# Phil 'the gift' Heath



## shaunmac (Aug 13, 2010)

He's done it again! Another Olympia title in the bag.

Definitely looked the best IMO!


----------



## Trevor McDonald (Mar 30, 2010)

Not a huge Kai fan at all. But he definately upped his game this year. So much so that I thought he was worthy of winning it this year.


----------



## Young.Affluent (Jun 16, 2012)

Both champs. I actually thought Kai was a bitter harder in his routine... Until the comparisons. Phil's a crazy Fvck!! And his most muscular pose? Dayum

Flex Lewis deserves a shout out too.

Happy to see two champs who are great ambassadors for the sport.


----------



## Milky (Nov 30, 2008)

Respect to Kai tho.

Massive improvement in his mid section IMO.


----------



## mal (Dec 31, 2009)

Milky said:


> Respect to Kai tho.
> 
> Massive improvement in his mid section IMO.

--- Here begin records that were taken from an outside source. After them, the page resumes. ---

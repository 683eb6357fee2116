use crate::models::message::PingMessage;
use crate::models::TrustScore;
use crate::verification::Verifier;
use tracing::{info, warn};

/// Decode one ping payload and score it. Malformed payloads and invalid
/// coordinates are input errors: they are logged and skipped, never scored.
pub async fn process_message(
    verifier: &Verifier,
    payload: &[u8],
) -> anyhow::Result<Option<TrustScore>> {
    // 1. Parse JSON
    let message: PingMessage = match serde_json::from_slice(payload) {
        Ok(m) => m,
        Err(e) => {
            warn!("Failed to parse ping: {}", e);
            return Ok(None);
        }
    };

    // 2. Validate coordinates
    let correlation_id = message.correlation_id();
    let position = match message.position() {
        Ok(p) => p,
        Err(e) => {
            warn!(user_id = %message.user_id, %correlation_id, "Rejecting ping: {}", e);
            return Ok(None);
        }
    };

    // 3. Score
    let verdict = verifier
        .verify_detailed(message.user_id, position, &message.options)
        .await;

    info!(
        user_id = %message.user_id,
        %correlation_id,
        score = %verdict.score,
        offline = message.options.is_offline,
        "Location verified"
    );

    Ok(Some(verdict.score))
}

came down a bit in weight,and what a massive difference,could have sneaked it,bit more thickness

in his upper back and he could challenge heath.


----------



## defdaz (Nov 11, 2007)

Kai's traps are really sub-standard compared to the rest of his physique. It was definitely a close thing though and you could see how worried Phil was. Glad he won. And Flex did the business, fantastic!


----------



## Wheyman (Sep 6, 2011)

another multimillion dollar year for phil


----------



## Milky (Nov 30, 2008)

Wheyman said:


> another multimillion dollar year for phil


I know, doing somehting he loves, the jammy git !


----------



## Vickky (Jul 13, 2011)

Milky said:


> Respect to Kai tho.
> 
> Massive improvement in his mid section IMO.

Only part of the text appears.